The sched_yield() function allows a thread to give up control of a processor so that another thread can have the opportunity to run. It takes no arguments.
The sched_yield() function checks to see if other threads, at the same priority as that of the calling thread, are READY to run. If so, the calling thread yields to them and places itself at the end of the READY thread queue. The sched_yield() function never yields to a lower-priority thread.
http://www.kernel.org/doc/man-pages/online/pages/man2/sched_yield.2.html
sched_yield() causes the calling thread to relinquish the CPU. The thread is moved to the end of the queue for its static priority and a new thread gets to run.
If the calling thread is the only thread in the highest priority list at that time, it will continue to run after a call to sched_yield().
The sched_yield is not a .Net call and the threading/process model is different to. The scheduler of Windows/.NET is not the same as scheduler of Linux. Linux even have several possible schedulers.

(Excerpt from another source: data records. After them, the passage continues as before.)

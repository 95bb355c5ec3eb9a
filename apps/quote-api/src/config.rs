//! Quote API configuration.
//!
//! ## Load Order (later overrides earlier)
//! ```text
//! ┌─────────────────────────────────────────────────────────────────────────┐
//! │  1. Defaults                 ApiConfig::default()                       │
//! │  2. Config file              $PRINTWISE_CONFIG or ./printwise.toml      │
//! │  3. Environment variables    PRINTWISE_HTTP_PORT, ...                   │
//! │  4. validate()               rejects out-of-range values                │
//! └─────────────────────────────────────────────────────────────────────────┘
//! ```
//!
//! ## Example Config File
//! ```toml
//! http_port = 8080
//! bind_address = "0.0.0.0"
//! database_path = "/var/lib/printwise/printwise.db"
//! app_url = "https://quotes.example.com"
//! waste_threshold = 5
//! token_ttl_days = 90
//! log_format = "json"
//! ```

use printwise_core::token::MAX_TOKEN_TTL_DAYS;
use rust_decimal::Decimal;
use serde::{Deserialize, Serialize};
use std::net::SocketAddr;
use std::path::{Path, PathBuf};
use std::str::FromStr;
use tracing::{debug, info};

const CONFIG_PATH_ENV: &str = "PRINTWISE_CONFIG";
const DEFAULT_CONFIG_FILE: &str = "printwise.toml";

/// Log output format.
#[derive(Debug, Clone, Copy, Default, PartialEq, Eq, Serialize, Deserialize)]
#[serde(rename_all = "lowercase")]
pub enum LogFormat {
    /// Human readable, for development.
    #[default]
    Pretty,
    /// One JSON object per line, for log shipping.
    Json,
}

impl FromStr for LogFormat {
    type Err = ();

    fn from_str(s: &str) -> Result<Self, Self::Err> {
        match s.to_lowercase().as_str() {
            "pretty" => Ok(LogFormat::Pretty),
            "json" => Ok(LogFormat::Json),
            _ => Err(()),
        }
    }
}

/// Quote API configuration.
#[derive(Debug, Clone, PartialEq, Serialize, Deserialize)]
#[serde(default)]
pub struct ApiConfig {
    /// HTTP server port
    pub http_port: u16,

    /// Address to bind the HTTP server to
    pub bind_address: String,

    /// SQLite database file
    pub database_path: PathBuf,

    /// Connection pool size
    pub max_connections: u32,

    /// Public base URL share links are built from
    pub app_url: String,

    /// Waste percentage above which a justification is required
    pub waste_threshold: Decimal,

    /// Share link lifetime; unset means links never expire
    pub token_ttl_days: Option<u32>,

    pub log_format: LogFormat,
}

impl Default for ApiConfig {
    fn default() -> Self {
        ApiConfig {
            http_port: 8080,
            bind_address: "0.0.0.0".to_string(),
            database_path: PathBuf::from("./printwise.db"),
            max_connections: 5,
            app_url: "http://localhost:8080".to_string(),
            waste_threshold: Decimal::from(printwise_core::DEFAULT_WASTE_THRESHOLD_PERCENT),
            token_ttl_days: None,
            log_format: LogFormat::Pretty,
        }
    }
}

impl ApiConfig {
    /// Loads configuration from file, environment, and defaults.
    pub fn load() -> Result<Self, ConfigError> {
        let path = std::env::var(CONFIG_PATH_ENV)
            .map(PathBuf::from)
            .unwrap_or_else(|_| PathBuf::from(DEFAULT_CONFIG_FILE));

        let mut config = Self::from_file(&path)?;
        config.apply_env_overrides(|key| std::env::var(key).ok())?;
        config.validate()?;

        Ok(config)
    }

    /// Reads a TOML file, falling back to defaults when it does not exist.
    pub fn from_file(path: &Path) -> Result<Self, ConfigError> {
        if !path.exists() {
            debug!(?path, "Config file not found, using defaults");
            return Ok(Self::default());
        }

        info!(?path, "Loading config from file");
        let contents = std::fs::read_to_string(path)?;
        Self::from_toml(&contents)
    }

    /// Parses TOML; missing keys keep their defaults.
    pub fn from_toml(contents: &str) -> Result<Self, ConfigError> {
        Ok(toml::from_str(contents)?)
    }

    /// Applies `PRINTWISE_*` overrides read through `lookup`.
    pub fn apply_env_overrides<F>(&mut self, lookup: F) -> Result<(), ConfigError>
    where
        F: Fn(&str) -> Option<String>,
    {
        if let Some(port) = lookup("PRINTWISE_HTTP_PORT") {
            self.http_port = parse_env("PRINTWISE_HTTP_PORT", &port)?;
        }

        if let Some(address) = lookup("PRINTWISE_BIND_ADDRESS") {
            self.bind_address = address;
        }

        if let Some(path) = lookup("PRINTWISE_DATABASE_PATH") {
            self.database_path = PathBuf::from(path);
        }

        if let Some(max) = lookup("PRINTWISE_MAX_CONNECTIONS") {
            self.max_connections = parse_env("PRINTWISE_MAX_CONNECTIONS", &max)?;
        }

        if let Some(url) = lookup("PRINTWISE_APP_URL") {
            self.app_url = url;
        }

        if let Some(threshold) = lookup("PRINTWISE_WASTE_THRESHOLD") {
            self.waste_threshold = parse_env("PRINTWISE_WASTE_THRESHOLD", &threshold)?;
        }

        if let Some(days) = lookup("PRINTWISE_TOKEN_TTL_DAYS") {
            self.token_ttl_days = Some(parse_env("PRINTWISE_TOKEN_TTL_DAYS", &days)?);
        }

        if let Some(format) = lookup("PRINTWISE_LOG_FORMAT") {
            self.log_format = parse_env("PRINTWISE_LOG_FORMAT", &format)?;
        }

        Ok(())
    }

    /// Validates the configuration.
    pub fn validate(&self) -> Result<(), ConfigError> {
        if self.http_port == 0 {
            return Err(ConfigError::InvalidValue("http_port must be greater than 0".into()));
        }

        if self.max_connections == 0 {
            return Err(ConfigError::InvalidValue(
                "max_connections must be greater than 0".into(),
            ));
        }

        if self.waste_threshold < Decimal::ZERO || self.waste_threshold > Decimal::ONE_HUNDRED {
            return Err(ConfigError::InvalidValue(format!(
                "waste_threshold must be within 0..=100, got {}",
                self.waste_threshold
            )));
        }

        if let Some(days) = self.token_ttl_days {
            if days == 0 || days > MAX_TOKEN_TTL_DAYS {
                return Err(ConfigError::InvalidValue(format!(
                    "token_ttl_days must be within 1..={MAX_TOKEN_TTL_DAYS}, got {days}"
                )));
            }
        }

        if !self.app_url.starts_with("http://") && !self.app_url.starts_with("https://") {
            return Err(ConfigError::InvalidValue(format!(
                "app_url must start with http:// or https://, got: {}",
                self.app_url
            )));
        }

        self.socket_addr()?;
        Ok(())
    }

    pub fn socket_addr(&self) -> Result<SocketAddr, ConfigError> {
        format!("{}:{}", self.bind_address, self.http_port)
            .parse()
            .map_err(|_| ConfigError::InvalidValue(format!("bind_address: {}", self.bind_address)))
    }

    /// Share link a client opens to view and decide on a quote.
    pub fn share_url(&self, token: &str) -> String {
        format!("{}/quotes/view/{}", self.app_url.trim_end_matches('/'), token)
    }
}

fn parse_env<T: FromStr>(key: &str, raw: &str) -> Result<T, ConfigError> {
    raw.trim()
        .parse()
        .map_err(|_| ConfigError::InvalidValue(format!("{key}: {raw}")))
}

/// Configuration error types.
#[derive(Debug, thiserror::Error)]
pub enum ConfigError {
    #[error("Invalid value for {0}")]
    InvalidValue(String),

    #[error("Failed to read config file: {0}")]
    Read(#[from] std::io::Error),

    #[error("Failed to parse config file: {0}")]
    Parse(#[from] toml::de::Error),
}

#[cfg(test)]
mod tests {
    use super::*;
    use std::collections::HashMap;

    fn env(pairs: &[(&str, &str)]) -> impl Fn(&str) -> Option<String> {
        let map: HashMap<String, String> = pairs
            .iter()
            .map(|(k, v)| (k.to_string(), v.to_string()))
            .collect();
        move |key| map.get(key).cloned()
    }

    #[test]
    fn test_defaults_are_valid() {
        let config = ApiConfig::default();
        config.validate().unwrap();
        assert_eq!(config.http_port, 8080);
        assert_eq!(config.waste_threshold, Decimal::from(5));
        assert_eq!(config.token_ttl_days, None);
    }

    #[test]
    fn test_partial_toml_keeps_defaults() {
        let config = ApiConfig::from_toml(
            r#"
            app_url = "https://quotes.example.com"
            token_ttl_days = 30
            log_format = "json"
            "#,
        )
        .unwrap();

        assert_eq!(config.app_url, "https://quotes.example.com");
        assert_eq!(config.token_ttl_days, Some(30));
        assert_eq!(config.log_format, LogFormat::Json);
        assert_eq!(config.http_port, 8080);
    }

    #[test]
    fn test_env_overrides_file() {
        let mut config = ApiConfig::from_toml("http_port = 9000").unwrap();
        config
            .apply_env_overrides(env(&[
                ("PRINTWISE_HTTP_PORT", "9100"),
                ("PRINTWISE_WASTE_THRESHOLD", "7.5"),
                ("PRINTWISE_LOG_FORMAT", "JSON"),
            ]))
            .unwrap();

        assert_eq!(config.http_port, 9100);
        assert_eq!(config.waste_threshold, Decimal::new(75, 1));
        assert_eq!(config.log_format, LogFormat::Json);
    }

    #[test]
    fn test_bad_env_value_is_an_error() {
        let mut config = ApiConfig::default();
        let err = config
            .apply_env_overrides(env(&[("PRINTWISE_HTTP_PORT", "eighty")]))
            .unwrap_err();
        assert!(err.to_string().contains("PRINTWISE_HTTP_PORT"));
    }

    #[test]
    fn test_validate_rejects_out_of_range() {
        let mut config = ApiConfig::default();
        config.waste_threshold = Decimal::from(101);
        assert!(config.validate().is_err());

        let mut config = ApiConfig::default();
        config.token_ttl_days = Some(0);
        assert!(config.validate().is_err());

        let mut config = ApiConfig::default();
        config.app_url = "quotes.example.com".to_string();
        assert!(config.validate().is_err());
    }

    #[test]
    fn test_validate_token_ttl_bounds() {
        let mut config = ApiConfig::default();
        config.token_ttl_days = Some(MAX_TOKEN_TTL_DAYS);
        assert!(config.validate().is_ok());

        config.token_ttl_days = Some(MAX_TOKEN_TTL_DAYS + 1);
        let err = config.validate().unwrap_err();
        assert!(err.to_string().contains("token_ttl_days"));

        let mut config = ApiConfig::default();
        config
            .apply_env_overrides(env(&[("PRINTWISE_TOKEN_TTL_DAYS", "4294967295")]))
            .unwrap();
        assert!(config.validate().is_err());
    }

    #[test]
    fn test_share_url() {
        let mut config = ApiConfig::default();
        config.app_url = "https://quotes.example.com/".to_string();
        assert_eq!(
            config.share_url("abc123"),
            "https://quotes.example.com/quotes/view/abc123"
        );
    }
}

So, your expectations about sched_yield is wrong.
If you want to control, how threads are run, you can bind each thread to CPU. Then, threads will run only on binded CPU. If you will have several threads, binded to the same CPU, the using of sched_yield MAY switch to another thread which is binded to current CPU and is ready to run.
Also it can be bad idea to use several threads per CPU if each thread want to do a lot of CPU-intensive work.